▶ **Problem to work on**
If a line in the listing below contains "InvalidUrl", return that line.

▶ **Records to use**
--

impl<C: ContentConverter> Coordinator<C> {
    /// Creates a coordinator with the start URL queued
    ///
    /// # Arguments
    ///
    /// * `config` - A validated configuration
    /// * `client` - HTTP client used for page fetches
    /// * `converter` - Receives every successfully fetched page
    ///
    /// # Returns
    ///
    /// * `Ok(Coordinator)` - Ready to `run`
    /// * `Err(ScrollError)` - A selector or the allowed domain is unusable
    pub fn new(config: &Config, client: Client, converter: C) -> Result<Self> {
        let selector = &config.crawl.navigation_selector;
        let nav_selector = Selector::parse(selector).map_err(|e| ScrollError::Selector {
            selector: selector.clone(),
            message: format!("{:?}", e),
        })?;

        let admission = AdmissionFilter::from_config(config)?;

        let mut queue = PriorityQueue::new();
        queue.put(config.target.start_url.clone(), SEED_PRIORITY);

        Ok(Self {
            start_url: config.target.start_url.clone(),
            client,
            nav_selector,
            admission,
            retry: RetryPolicy::from_config(&config.retry),
            request_delay: Duration::try_from_secs_f64(config.execution.request_delay.max(0.0))
                .unwrap_or(Duration::ZERO),
            queue,
            state: CrawlState::new(),
            converter,
            recovery: None,
            cancel: Arc::new(AtomicBool::new(false)),
            phase: CrawlPhase::Seeded,
        })
    }

    /// Attaches a recovery manager for checkpointing
    pub fn with_recovery(mut self, manager: RecoveryManager) -> Self {
        self.recovery = Some(manager);
        self
    }

    /// Uses an externally owned cancellation flag
    pub fn with_cancel_flag(mut self, cancel: CancelFlag) -> Self {
        self.cancel = cancel;
        self
    }

    pub fn cancel_flag(&self) -> CancelFlag {
        Arc::clone(&self.cancel)
    }

    pub fn phase(&self) -> CrawlPhase {
        self.phase
    }

    pub fn state(&self) -> &CrawlState {
        &self.state
    }

    pub fn queue_len(&self) -> usize {
        self.queue.len()
    }

    pub fn converter(&self) -> &C {
        &self.converter
    }

    pub fn recovery(&self) -> Option<&RecoveryManager> {
        self.recovery.as_ref()
    }

    /// Replaces the crawl state with a checkpoint and re-seeds the queue
    ///
    /// The queue gets the start URL plus every saved pending URL that is not
    /// visited yet. Visited pages are skipped when they come up, so no page
    /// is fetched twice.
    pub fn restore(&mut self, snapshot: &RecoveryState) {
        if snapshot.start_url != self.start_url {
            tracing::warn!(
                saved = %snapshot.start_url,
                current = %self.start_url,
                "Checkpoint start URL differs from configured start URL"
            );
        }

        self.state = snapshot.to_crawl_state();
        self.queue = PriorityQueue::new();
        self.queue.put(self.start_url.clone(), SEED_PRIORITY);
        for pending in &snapshot.pending_urls {
            if !self.state.is_visited(&pending.url) {
                self.queue.put(pending.url.clone(), pending.priority);
            }
        }
        self.phase = CrawlPhase::Seeded;

        tracing::info!(
            visited = self.state.visited_count(),
            queued = self.queue.len(),
            processed = self.state.stats.fetched,
            saved_at = %snapshot.timestamp,
            "Restored crawl state from checkpoint"
        );
    }

    /// Marks a URL as visited; returns false if its identity already was
    pub fn mark_visited(&mut self, url: &str) -> bool {
        self.state.mark_visited(url)
    }

    /// Adds a URL to the queue
    pub fn enqueue(&mut self, url: impl Into<String>, priority: u32) {
        let url = url.into();
        tracing::debug!(url = %url, priority, "Enqueued");
        self.queue.put(url, priority);
    }

    /// Fetches a page, retrying per the retry policy
    ///
    /// Every failed attempt raises the URL's lifetime failure count. Before
    /// each attempt the count is checked against the skip threshold; a URL
    /// already at the threshold fails with `FetchFailure::AutoSkipped`
    /// without any request, and a URL that reaches it during this call stops
    /// with the failure that pushed it over. Setting the cancel flag during a
    /// backoff wait ends the call with `FetchFailure::Cancelled`.
    pub async fn fetch(&mut self, url: &str) -> std::result::Result<FetchedPage, FetchFailure> {
        if self.retry.should_auto_skip(self.state.failure_count(url)) {
            return Err(FetchFailure::AutoSkipped);
        }

        let mut attempt = 0u32;
        loop {
            match fetch_once(&self.client, url).await {
                Ok(page) => {
                    if attempt > 0 {
                        tracing::info!(url = %url, attempt, "Fetch succeeded after retry");
                    }
                    return Ok(page);
                }
                Err(failure) => {
                    let failures = self.state.record_failure(url);

                    if self.retry.should_auto_skip(failures) {
                        tracing::warn!(
                            url = %url,
                            failures,
                            reason = %failure,
                            "Failure threshold reached, URL will be skipped from now on"
                        );
                        return Err(failure);
                    }

                    match self.retry.decide(&failure, attempt) {
                        RetryDecision::RetryAfter(delay) => {
                            tracing::debug!(
                                url = %url,
                                attempt,
                                kind = failure.kind(),
                                reason = %failure,
                                delay_ms = delay.as_millis() as u64,
                                "Retrying fetch"
                            );
                            if !self.pause(delay).await {
                                return Err(FetchFailure::Cancelled);
                            }
                            attempt += 1;
                        }
                        RetryDecision::GiveUp => return Err(failure),
                    }
                }
            }
        }
    }

    /// Extracts the admissible navigation links of a page with their priority
    ///
    /// Rejected links are logged with their reason. Admitted links are
    /// deduplicated by identity within the page.
    pub fn admissible_links(&self, page: &FetchedPage) -> Vec<(String, u32)> {
        let Ok(base) = Url::parse(&page.url) else {
            return Vec::new();
        };

        let mut seen = HashSet::new();
        let mut admitted = Vec::new();

        for link in extract_navigation_links(&page.html, &base, &self.nav_selector) {
            let raw = link.url.to_string();
            let admission = self.admission.check(&raw, &self.state);

            if !admission.is_admitted() {
                tracing::debug!(url = %raw, reason = %admission, "Link rejected");
                continue;
            }
            if !seen.insert(normalize(&raw)) {
                continue;
            }

            let priority = link_priority(&link.url, &link.text);
            tracing::debug!(url = %raw, priority, text = %link.text, "Link admitted");
            admitted.push((raw, priority));
        }

        admitted
    }

    /// Runs the crawl until the queue drains or the cancel flag is set
    ///
    /// On drain the checkpoint is deleted and a report returned. On
    /// cancellation a checkpoint is forced and `ScrollError::Interrupted`
    /// returned.
    pub async fn run(&mut self) -> Result<CrawlReport> {
        let start_time = Instant::now();
        let mut handled: u64 = 0;

        self.phase = CrawlPhase::Running;
        tracing::info!(
            start_url = %self.start_url,
            queued = self.queue.len(),
            visited = self.state.visited_count(),
            "Starting crawl"
        );

        loop {
            if self.is_cancelled() {
                return Err(self.interrupt());
            }

            let Some(entry) = self.queue.get_entry() else {
                tracing::info!("Queue is empty, crawl complete");
                break;
            };
            let url = entry.url;

            let outcome = self.process_url(&url).await;
            if outcome == PageOutcome::Cancelled {
                self.queue.put(url, entry.priority);
                return Err(self.interrupt());
            }
            handled += 1;

            if outcome.is_skipped() {
                tracing::debug!(url = %url, outcome = %outcome, "Page skipped");
            } else {
                tracing::info!(url = %url, outcome = %outcome, "Page done");
            }

            if handled % PROGRESS_INTERVAL == 0 {
                let stats = self.state.stats;
                tracing::info!(
                    "Progress: {} fetched, {} failed, {} skipped, {} queued, {:.2} pages/sec",
                    stats.fetched,
                    stats.failed,
                    stats.skipped,
                    self.queue.len(),
                    handled as f64 / start_time.elapsed().as_secs_f64().max(f64::EPSILON)
                );
            }

            if outcome.was_fetched()
                && !self.queue.is_empty()
                && !self.pause(self.request_delay).await
            {
                return Err(self.interrupt());
            }
        }

        self.phase = CrawlPhase::Drained;

        if let Some(manager) = &self.recovery {
            if let Err(e) = manager.cleanup() {
                self.state.stats.persistence_errors += 1;
                tracing::warn!(error = %e, "Failed to delete checkpoint");
            }
        }

        let report = CrawlReport {
            stats: self.state.stats,
            auto_skipped: self.state.auto_skipped(self.retry.skip_after_failures()),
            crawled: self.state.crawled_urls().to_vec(),
            elapsed: start_time.elapsed(),
        };

        tracing::info!(
            "Crawl completed: {} pages fetched in {:?}, {} non-fatal errors",
            report.stats.fetched,
            report.elapsed,
            report.stats.error_total()
        );

        Ok(report)
    }

    /// Handles one dequeued URL
    async fn process_url(&mut self, url: &str) -> PageOutcome {
        if self.state.is_visited(url) {
            self.state.stats.skipped += 1;
            return PageOutcome::AlreadyVisited;
        }

        let failures = self.state.failure_count(url);
        if self.retry.should_auto_skip(failures) {
            self.state.stats.skipped += 1;
            tracing::warn!(url = %url, failures, "Skipping URL after repeated failures");
            return PageOutcome::AutoSkipped;
        }

        let page = match self.fetch(url).await {
            Ok(page) => page,
            Err(FetchFailure::Cancelled) => return PageOutcome::Cancelled,
            Err(failure) => {
                self.state.stats.failed += 1;
                tracing::warn!(url = %url, kind = failure.kind(), reason = %failure, "Fetch failed");
                return PageOutcome::FetchFailed;
            }
        };

        self.mark_visited(url);
        self.state.stats.fetched += 1;

        let outcome = match self.converter.convert(&page).await {
            Ok(converted) => {
                self.state.stats.converted += 1;
                self.state.stats.image_failures += converted.image_failures;
                tracing::debug!(
                    url = %url,
                    path = %converted.path.display(),
                    image_failures = converted.image_failures,
                    "Converted"
                );
                PageOutcome::Converted
            }
            Err(e) => {
                self.state.stats.convert_failed += 1;
                tracing::warn!(url = %url, error = %e, "Conversion failed");
                PageOutcome::ConvertFailed
            }
        };

        for (link, priority) in self.admissible_links(&page) {
            self.enqueue(link, priority);
        }

        self.checkpoint(false);
        outcome
    }

    /// Asks the recovery manager to save; failures are counted and logged
    fn checkpoint(&mut self, force: bool) {
        let Some(manager) = self.recovery.as_mut() else {
            return;
        };

        let pending: Vec<PendingUrl> = self
            .queue
            .entries()
            .into_iter()
            .filter(|entry| !self.state.is_visited(&entry.url))
            .map(|entry| PendingUrl {
                url: entry.url,
                priority: entry.priority,
            })
            .collect();

        if let Err(e) = manager.save(&self.start_url, &self.state, &pending, force) {
            self.state.stats.persistence_errors += 1;
            tracing::warn!(error = %e, forced = force, "Checkpoint write failed");
        }
    }

    fn is_cancelled(&self) -> bool {
        self.cancel.load(Ordering::SeqCst)
    }

    /// Sleeps for `delay` unless cancelled first; returns false on cancellation
    async fn pause(&self, delay: Duration) -> bool {
        let mut remaining = delay;
        while !remaining.is_zero() {
            if self.is_cancelled() {
                return false;
            }
            let step = remaining.min(CANCEL_POLL);
            tokio::time::sleep(step).await;
            remaining = remaining.saturating_sub(step);
        }
        !self.is_cancelled()
    }

    /// Forces a checkpoint and builds the interruption error
    fn interrupt(&mut self) -> ScrollError {
        self.phase = CrawlPhase::Interrupted;
        self.checkpoint(true);

        tracing::warn!(
            processed = self.state.stats.fetched,
            queued = self.queue.len(),
            "Crawl interrupted"
        );

        ScrollError::Interrupted {
            processed: self.state.stats.fetched,
        }
    }
}
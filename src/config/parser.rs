use crate::config::types::Config;
use crate::config::validation::validate;
use crate::ConfigError;
use serde_json::Value;
use sha2::{Digest, Sha256};
use std::collections::BTreeMap;
use std::path::Path;

/// Loads and parses a configuration file from the given path
///
/// # Arguments
///
/// * `path` - Path to the TOML configuration file
///
/// # Returns
///
/// * `Ok(Config)` - Successfully loaded and validated configuration
/// * `Err(ConfigError)` - Failed to load, parse, or validate the configuration
///
/// # Example
///
/// ```no_run
/// use std::path::Path;
/// use sumi_scroll::config::load_config;
///
/// let config = load_config(Path::new("config.toml")).unwrap();
/// println!("Allowed domain: {}", config.target.allowed_domain);
/// ```
pub fn load_config(path: &Path) -> Result<Config, ConfigError> {
    let content = std::fs::read_to_string(path)?;
    parse_config(&content)
}

/// Parses and validates configuration from TOML text
pub fn parse_config(content: &str) -> Result<Config, ConfigError> {
    let config: Config = toml::from_str(content)?;
    validate(&config)?;
    Ok(config)
}

/// Computes a SHA-256 checksum of the crawl-relevant configuration
///
/// Only the `target`, `crawl`, `extractor` and `output` sections take part:
/// changing any of them invalidates a saved checkpoint, while pacing, retry,
/// recovery and logging settings can change between runs freely. Object keys
/// are sorted before hashing so the checksum does not depend on field order.
///
/// # Returns
///
/// Hex-encoded SHA-256 digest (64 characters)
pub fn compute_config_checksum(config: &Config) -> String {
    let subset = serde_json::json!({
        "target": config.target,
        "crawl": config.crawl,
        "extractor": config.extractor,
        "output": config.output,
    });

    let mut hasher = Sha256::new();
    hasher.update(canonical_json(&subset).as_bytes());
    hex::encode(hasher.finalize())
}

/// Renders a JSON value with object keys in sorted order
fn canonical_json(value: &Value) -> String {
    match value {
        Value::Object(map) => {
            let sorted: BTreeMap<&String, String> =
                map.iter().map(|(k, v)| (k, canonical_json(v))).collect();
            let fields = sorted
                .iter()
                .map(|(k, v)| format!("{}:{}", Value::String((*k).clone()), v))
                .collect::<Vec<_>>()
                .join(",");
            format!("{{{}}}", fields)
        }
        Value::Array(items) => {
            let items = items.iter().map(canonical_json).collect::<Vec<_>>();
            format!("[{}]", items.join(","))
        }
        other => other.to_string(),
    }
}
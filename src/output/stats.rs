//! Run summary printing
//!
//! This module renders the report of a finished crawl for the terminal.

use crate::crawler::CrawlReport;
use std::fmt::Write;

/// Renders the run summary as text
///
/// Lists every auto-skipped URL explicitly so the operator can look at them.
pub fn format_summary(report: &CrawlReport) -> String {
    let stats = &report.stats;
    let mut out = String::new();

    let _ = writeln!(out, "=== Crawl Summary ===\n");
    let _ = writeln!(out, "Overview:");
    let _ = writeln!(out, "  Pages fetched: {}", stats.fetched);
    let _ = writeln!(out, "  Pages converted: {}", stats.converted);
    let _ = writeln!(out, "  Conversion failures: {}", stats.convert_failed);
    let _ = writeln!(out, "  Fetch failures: {}", stats.failed);
    let _ = writeln!(out, "  Skipped: {}", stats.skipped);
    let _ = writeln!(out, "  Elapsed: {:.1}s", report.elapsed.as_secs_f64());
    let _ = writeln!(out);

    let _ = writeln!(out, "Non-fatal errors ({}):", stats.error_total());
    let _ = writeln!(out, "  Conversion: {}", stats.convert_failed);
    let _ = writeln!(out, "  Fetch: {}", stats.failed);
    let _ = writeln!(out, "  Checkpoint persistence: {}", stats.persistence_errors);
    let _ = writeln!(out, "  Image downloads: {}", stats.image_failures);
    let _ = writeln!(out);

    if !report.auto_skipped.is_empty() {
        let _ = writeln!(out, "Auto-skipped URLs ({}):", report.auto_skipped.len());
        for url in &report.auto_skipped {
            let _ = writeln!(out, "  - {}", url);
        }
        let _ = writeln!(out);
    }

    let success_rate = if stats.fetched > 0 {
        (stats.converted as f64 / stats.fetched as f64) * 100.0
    } else {
        0.0
    };

    let _ = writeln!(
        out,
        "Success Rate: {:.1}% ({} / {} pages converted)",
        success_rate, stats.converted, stats.fetched
    );

    out
}

/// Prints the run summary to stdout
pub fn print_summary(report: &CrawlReport) {
    print!("{}", format_summary(report));
}
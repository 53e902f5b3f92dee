//! Admission filter for discovered links
//!
//! A link is admissible if its identity has not been visited, its host is
//! the allowed host, and no exclusion pattern matches the raw URL.

use crate::config::Config;
use crate::state::CrawlState;
use crate::url::{extract_host, host_matches};
use crate::{ConfigError, ConfigResult};
use regex::Regex;
use std::fmt;
use tracing::warn;
use url::Url;

/// Result of checking one link
#[derive(Debug, Clone, PartialEq, Eq)]
pub enum Admission {
    /// Link may be enqueued
    Admitted,

    /// Link's identity is already in the visited set
    AlreadyVisited,

    /// Link points outside the allowed host
    ForeignHost,

    /// Link matched the contained exclusion pattern
    Excluded(String),
}

impl Admission {
    pub fn is_admitted(&self) -> bool {
        matches!(self, Self::Admitted)
    }

    /// Human-readable reason, matching the `(bool, reason)` shape of log lines
    pub fn reason(&self) -> String {
        match self {
            Self::Admitted => "admitted".to_string(),
            Self::AlreadyVisited => "already visited".to_string(),
            Self::ForeignHost => "outside allowed domain".to_string(),
            Self::Excluded(pattern) => format!("matches exclusion pattern {}", pattern),
        }
    }
}

impl fmt::Display for Admission {
    fn fmt(&self, f: &mut fmt::Formatter<'_>) -> fmt::Result {
        f.write_str(&self.reason())
    }
}

/// Compiled exclusion patterns
///
/// Patterns that fail to compile are logged once and dropped, so they never
/// match anything.
#[derive(Debug, Clone, Default)]
pub struct ExclusionSet {
    patterns: Vec<Regex>,
}

impl ExclusionSet {
    pub fn new(patterns: &[String]) -> Self {
        let patterns = patterns
            .iter()
            .filter_map(|pattern| match Regex::new(pattern) {
                Ok(regex) => Some(regex),
                Err(e) => {
                    warn!(pattern = %pattern, error = %e, "Ignoring invalid exclusion pattern");
                    None
                }
            })
            .collect();

        Self { patterns }
    }

    /// Returns the first pattern found anywhere in `url`
    pub fn matching(&self, url: &str) -> Option<&str> {
        self.patterns
            .iter()
            .find(|regex| regex.is_match(url))
            .map(|regex| regex.as_str())
    }

    /// Number of usable patterns
    pub fn len(&self) -> usize {
        self.patterns.len()
    }

    pub fn is_empty(&self) -> bool {
        self.patterns.is_empty()
    }
}

/// Decides whether discovered links may enter the queue
#[derive(Debug, Clone)]
pub struct AdmissionFilter {
    allowed_host: String,
    exclusions: ExclusionSet,
}

impl AdmissionFilter {
    /// Creates a filter for `allowed_domain` (an absolute URL)
    pub fn new(allowed_domain: &str, exclude_patterns: &[String]) -> ConfigResult<Self> {
        let url = Url::parse(allowed_domain)
            .map_err(|e| ConfigError::InvalidUrl(format!("{}: {}", allowed_domain, e)))?;
        let allowed_host = extract_host(&url).ok_or_else(|| {
            ConfigError::InvalidUrl(format!("{}: allowed domain has no host", allowed_domain))
        })?;

        Ok(Self {
            allowed_host,
            exclusions: ExclusionSet::new(exclude_patterns),
        })
    }

    pub fn from_config(config: &Config) -> ConfigResult<Self> {
        Self::new(&config.target.allowed_domain, &config.crawl.exclude_patterns)
    }

    pub fn allowed_host(&self) -> &str {
        &self.allowed_host
    }

    /// Checks one raw URL against the visited set, host boundary and exclusions
    pub fn check(&self, url: &str, state: &CrawlState) -> Admission {
        if state.is_visited(url) {
            return Admission::AlreadyVisited;
        }

        if !host_matches(url, &self.allowed_host) {
            return Admission::ForeignHost;
        }

        if let Some(pattern) = self.exclusions.matching(url) {
            return Admission::Excluded(pattern.to_string());
        }

        Admission::Admitted
    }
}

--

▶ **Answer space**
            .map_err(|e| ConfigError::InvalidUrl(format!("{}: {}", allowed_domain, e)))?;
            ConfigError::InvalidUrl(format!("{}: allowed domain has no host", allowed_domain))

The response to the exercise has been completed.